- [Directions for this task]:
The answer must be a single number: how many lines of the records below contain "when".

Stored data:
+===+

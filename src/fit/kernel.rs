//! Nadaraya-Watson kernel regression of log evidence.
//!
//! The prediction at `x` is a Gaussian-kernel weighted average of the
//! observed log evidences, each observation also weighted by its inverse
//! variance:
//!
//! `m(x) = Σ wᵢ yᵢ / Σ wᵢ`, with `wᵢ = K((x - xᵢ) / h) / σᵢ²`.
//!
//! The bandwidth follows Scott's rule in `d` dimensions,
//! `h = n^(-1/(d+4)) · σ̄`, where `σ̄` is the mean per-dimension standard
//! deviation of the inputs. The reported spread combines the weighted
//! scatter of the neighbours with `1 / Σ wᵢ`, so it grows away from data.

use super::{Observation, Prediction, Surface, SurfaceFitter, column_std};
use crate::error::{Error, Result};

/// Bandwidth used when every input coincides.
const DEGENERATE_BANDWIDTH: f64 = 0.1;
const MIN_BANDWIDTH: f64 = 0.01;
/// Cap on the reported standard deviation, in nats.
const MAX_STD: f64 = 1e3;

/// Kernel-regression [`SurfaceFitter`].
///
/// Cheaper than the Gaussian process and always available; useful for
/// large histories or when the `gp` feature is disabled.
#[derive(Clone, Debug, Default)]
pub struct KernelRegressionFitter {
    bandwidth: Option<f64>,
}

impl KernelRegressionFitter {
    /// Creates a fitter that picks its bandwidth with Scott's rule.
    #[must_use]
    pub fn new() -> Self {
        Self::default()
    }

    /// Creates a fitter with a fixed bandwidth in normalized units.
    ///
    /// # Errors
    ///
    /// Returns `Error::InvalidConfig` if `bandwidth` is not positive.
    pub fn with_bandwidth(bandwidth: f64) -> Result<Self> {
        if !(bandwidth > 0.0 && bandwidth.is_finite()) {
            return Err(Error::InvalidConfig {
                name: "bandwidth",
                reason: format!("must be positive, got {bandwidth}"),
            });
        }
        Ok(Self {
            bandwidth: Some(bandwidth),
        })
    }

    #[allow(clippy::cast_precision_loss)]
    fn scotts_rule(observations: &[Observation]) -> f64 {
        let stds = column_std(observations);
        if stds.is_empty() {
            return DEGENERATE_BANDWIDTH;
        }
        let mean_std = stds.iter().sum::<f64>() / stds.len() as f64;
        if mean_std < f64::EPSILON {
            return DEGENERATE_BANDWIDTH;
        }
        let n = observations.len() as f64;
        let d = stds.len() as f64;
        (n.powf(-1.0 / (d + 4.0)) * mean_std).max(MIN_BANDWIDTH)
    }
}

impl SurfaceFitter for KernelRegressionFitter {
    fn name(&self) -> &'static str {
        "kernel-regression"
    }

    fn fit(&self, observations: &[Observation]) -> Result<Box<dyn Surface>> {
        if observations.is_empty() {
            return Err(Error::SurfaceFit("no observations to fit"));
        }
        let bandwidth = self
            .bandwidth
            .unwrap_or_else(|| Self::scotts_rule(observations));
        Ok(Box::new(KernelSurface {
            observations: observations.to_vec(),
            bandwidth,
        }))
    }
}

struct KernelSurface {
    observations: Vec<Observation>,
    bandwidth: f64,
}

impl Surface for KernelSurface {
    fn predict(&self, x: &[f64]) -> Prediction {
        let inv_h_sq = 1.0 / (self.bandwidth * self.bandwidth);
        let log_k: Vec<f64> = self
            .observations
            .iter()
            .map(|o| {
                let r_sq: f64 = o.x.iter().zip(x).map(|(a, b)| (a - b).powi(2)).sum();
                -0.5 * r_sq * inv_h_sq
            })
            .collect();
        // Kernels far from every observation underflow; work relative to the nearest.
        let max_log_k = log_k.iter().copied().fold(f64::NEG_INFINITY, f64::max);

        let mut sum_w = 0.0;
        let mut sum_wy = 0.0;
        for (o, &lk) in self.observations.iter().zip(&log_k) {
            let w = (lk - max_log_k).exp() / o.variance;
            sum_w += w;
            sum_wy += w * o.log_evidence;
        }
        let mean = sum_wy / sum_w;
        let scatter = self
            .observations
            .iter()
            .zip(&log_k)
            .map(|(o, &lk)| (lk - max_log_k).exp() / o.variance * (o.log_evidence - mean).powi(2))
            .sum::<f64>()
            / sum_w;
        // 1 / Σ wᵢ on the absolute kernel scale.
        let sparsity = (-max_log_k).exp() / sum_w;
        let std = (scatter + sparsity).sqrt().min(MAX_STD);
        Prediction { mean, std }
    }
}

+===+

- [Answer space]:
2